### Exercise data

use serde::{Deserialize, Serialize};
use tracing::warn;

use crate::core::{Color, Record};
use crate::error::ChartResult;
use crate::render::{
    AXIS_TRANSITION_MS, Attr, BAR_TRANSITION_MS, DataJoin, HoverStyle, NodeId, Scene, ShapeStyle,
    Transition, Translate,
};

use super::lifecycle::SceneGraph;
use super::{ChartConfig, ChartScales};

/// Target geometry of one bar in bars-group coordinates.
#[derive(Debug, Clone, Copy, PartialEq, Serialize, Deserialize)]
pub struct BarLayout {
    pub x: f64,
    pub y: f64,
    pub width: f64,
    pub height: f64,
    pub fill: Color,
}

impl BarLayout {
    #[must_use]
    pub fn contains(&self, x: f64, y: f64) -> bool {
        x >= self.x && x <= self.x + self.width && y >= self.y && y <= self.y + self.height
    }
}

/// Partition sizes of one reconciliation pass.
#[derive(Debug, Clone, Copy, Default, PartialEq, Eq, Serialize, Deserialize)]
pub struct JoinSummary {
    pub entered: usize,
    pub updated: usize,
    pub exited: usize,
}

/// Resolves each record to its bar geometry.
///
/// A missing metric plots as zero. Height is clamped at zero so negative
/// metrics or oversized margins never produce inverted bars.
pub(super) fn bar_layouts(
    config: &ChartConfig,
    records: &[Record],
    scales: &ChartScales,
) -> Vec<BarLayout> {
    let band_width = scales.x().band_width();
    let bottom = config.margins.bottom;
    records
        .iter()
        .enumerate()
        .map(|(index, record)| {
            let x = scales
                .x()
                .position(&record.label_key(&config.x_data_metric))
                .unwrap_or(0.0);
            let y = scales
                .y()
                .apply(record.metric(&config.y_data_metric).unwrap_or(0.0));
            BarLayout {
                x,
                y,
                width: band_width,
                height: (config.canvas_height - y - bottom).max(0.0),
                fill: bar_fill(config, index),
            }
        })
        .collect()
}

/// Color for the bar at `index`; out-of-range channels from a custom scale
/// fall back to black.
fn bar_fill(config: &ChartConfig, index: usize) -> Color {
    let color = config.color_scale.color(index);
    match color.validate() {
        Ok(()) => color,
        Err(err) => {
            warn!(index, error = %err, "color scale returned an invalid color");
            Color::BLACK
        }
    }
}

/// Reconciles bar shapes with `layouts` by position.
///
/// Exiting shapes shrink to zero width and are removed when their
/// transition completes; they leave the binding immediately. Entering shapes
/// start at zero geometry and animate in with the updates.
pub(super) fn handle_bars<S: Scene>(
    scene: &mut S,
    graph: &mut SceneGraph,
    config: &ChartConfig,
    layouts: &[BarLayout],
) -> ChartResult<JoinSummary> {
    scene.set_attribute(
        graph.bars_group,
        Attr::Transform(Translate::new(config.margins.left, 0.0)),
    )?;

    let join = DataJoin::by_index(&graph.bound, layouts.len());
    let summary = JoinSummary {
        entered: join.enter.len(),
        updated: join.update.len(),
        exited: join.exit.len(),
    };

    for shape in &join.exit {
        scene.animate(
            *shape,
            Transition::new(BAR_TRANSITION_MS)
                .attr(Attr::Width(0.0))
                .remove(),
        )?;
    }

    let mut bound: Vec<Option<NodeId>> = vec![None; layouts.len()];
    for (index, shape) in join.update {
        bound[index] = Some(shape);
    }
    for index in join.enter {
        let shape = scene.append_shape(graph.bars_group, ShapeStyle::default())?;
        scene.set_hover_style(shape, HoverStyle::default())?;
        bound[index] = Some(shape);
    }
    graph.bound = bound.into_iter().flatten().collect();

    for (shape, layout) in graph.bound.iter().zip(layouts) {
        scene.animate(
            *shape,
            Transition::new(BAR_TRANSITION_MS)
                .attr(Attr::X(layout.x))
                .attr(Attr::Y(layout.y))
                .attr(Attr::Width(layout.width))
                .attr(Attr::Height(layout.height))
                .attr(Attr::Fill(layout.fill)),
        )?;
    }

    Ok(summary)
}

/// Moves both axis groups into place and redraws their ticks.
pub(super) fn call_axes<S: Scene>(
    scene: &mut S,
    graph: &SceneGraph,
    config: &ChartConfig,
    scales: &ChartScales,
) -> ChartResult<()> {
    let margins = config.margins;

    scene.animate(
        graph.x_axis_group,
        Transition::new(AXIS_TRANSITION_MS).attr(Attr::Transform(Translate::new(
            margins.left,
            config.canvas_height - margins.bottom,
        ))),
    )?;
    scene.render_axis(graph.x_axis_group, &scales.x_axis.layout())?;

    scene.animate(
        graph.y_axis_group,
        Transition::new(AXIS_TRANSITION_MS)
            .attr(Attr::Transform(Translate::new(margins.left, 0.0))),
    )?;
    scene.render_axis(graph.y_axis_group, &scales.y_axis.layout())?;

    Ok(())
}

### Task to carry out
A complete and exact reproduction of the data is needed.

### Exercise solution
use serde::{Deserialize, Serialize};
use tracing::warn;

use crate::core::{Color, Record};
use crate::error::ChartResult;
use crate::render::{
    AXIS_TRANSITION_MS, Attr, BAR_TRANSITION_MS, DataJoin, HoverStyle, NodeId, Scene, ShapeStyle,
    Transition, Translate,
};

use super::lifecycle::SceneGraph;
use super::{ChartConfig, ChartScales};

/// Target geometry of one bar in bars-group coordinates.
#[derive(Debug, Clone, Copy, PartialEq, Serialize, Deserialize)]
pub struct BarLayout {
    pub x: f64,
    pub y: f64,
    pub width: f64,
    pub height: f64,
    pub fill: Color,
}

impl BarLayout {
    #[must_use]
    pub fn contains(&self, x: f64, y: f64) -> bool {
        x >= self.x && x <= self.x + self.width && y >= self.y && y <= self.y + self.height
    }
}

/// Partition sizes of one reconciliation pass.
#[derive(Debug, Clone, Copy, Default, PartialEq, Eq, Serialize, Deserialize)]
pub struct JoinSummary {
    pub entered: usize,
    pub updated: usize,
    pub exited: usize,
}

/// Resolves each record to its bar geometry.
///
/// A missing metric plots as zero. Height is clamped at zero so negative
/// metrics or oversized margins never produce inverted bars.
pub(super) fn bar_layouts(
    config: &ChartConfig,
    records: &[Record],
    scales: &ChartScales,
) -> Vec<BarLayout> {
    let band_width = scales.x().band_width();
    let bottom = config.margins.bottom;
    records
        .iter()
        .enumerate()
        .map(|(index, record)| {
            let x = scales
                .x()
                .position(&record.label_key(&config.x_data_metric))
                .unwrap_or(0.0);
            let y = scales
                .y()
                .apply(record.metric(&config.y_data_metric).unwrap_or(0.0));
            BarLayout {
                x,
                y,
                width: band_width,
                height: (config.canvas_height - y - bottom).max(0.0),
                fill: bar_fill(config, index),
            }
        })
        .collect()
}

/// Color for the bar at `index`; out-of-range channels from a custom scale
/// fall back to black.
fn bar_fill(config: &ChartConfig, index: usize) -> Color {
    let color = config.color_scale.color(index);
    match color.validate() {
        Ok(()) => color,
        Err(err) => {
            warn!(index, error = %err, "color scale returned an invalid color");
            Color::BLACK
        }
    }
}

/// Reconciles bar shapes with `layouts` by position.
///
/// Exiting shapes shrink to zero width and are removed when their
/// transition completes; they leave the binding immediately. Entering shapes
/// start at zero geometry and animate in with the updates.
pub(super) fn handle_bars<S: Scene>(
    scene: &mut S,
    graph: &mut SceneGraph,
    config: &ChartConfig,
    layouts: &[BarLayout],
) -> ChartResult<JoinSummary> {
    scene.set_attribute(
        graph.bars_group,
        Attr::Transform(Translate::new(config.margins.left, 0.0)),
    )?;

    let join = DataJoin::by_index(&graph.bound, layouts.len());
    let summary = JoinSummary {
        entered: join.enter.len(),
        updated: join.update.len(),
        exited: join.exit.len(),
    };

    for shape in &join.exit {
        scene.animate(
            *shape,
            Transition::new(BAR_TRANSITION_MS)
                .attr(Attr::Width(0.0))
                .remove(),
        )?;
    }

    let mut bound: Vec<Option<NodeId>> = vec![None; layouts.len()];
    for (index, shape) in join.update {
        bound[index] = Some(shape);
    }
    for index in join.enter {
        let shape = scene.append_shape(graph.bars_group, ShapeStyle::default())?;
        scene.set_hover_style(shape, HoverStyle::default())?;
        bound[index] = Some(shape);
    }
    graph.bound = bound.into_iter().flatten().collect();

    for (shape, layout) in graph.bound.iter().zip(layouts) {
        scene.animate(
            *shape,
            Transition::new(BAR_TRANSITION_MS)
                .attr(Attr::X(layout.x))
                .attr(Attr::Y(layout.y))
                .attr(Attr::Width(layout.width))
                .attr(Attr::Height(layout.height))
                .attr(Attr::Fill(layout.fill)),
        )?;
    }

    Ok(summary)
}

/// Moves both axis groups into place and redraws their ticks.
pub(super) fn call_axes<S: Scene>(
    scene: &mut S,
    graph: &SceneGraph,
    config: &ChartConfig,
    scales: &ChartScales,
) -> ChartResult<()> {
    let margins = config.margins;

    scene.animate(
        graph.x_axis_group,
        Transition::new(AXIS_TRANSITION_MS).attr(Attr::Transform(Translate::new(
            margins.left,
            config.canvas_height - margins.bottom,
        ))),
    )?;
    scene.render_axis(graph.x_axis_group, &scales.x_axis.layout())?;

    scene.animate(
        graph.y_axis_group,
        Transition::new(AXIS_TRANSITION_MS)
            .attr(Attr::Transform(Translate::new(margins.left, 0.0))),
    )?;
    scene.render_axis(graph.y_axis_group, &scales.y_axis.layout())?;

    Ok(())
}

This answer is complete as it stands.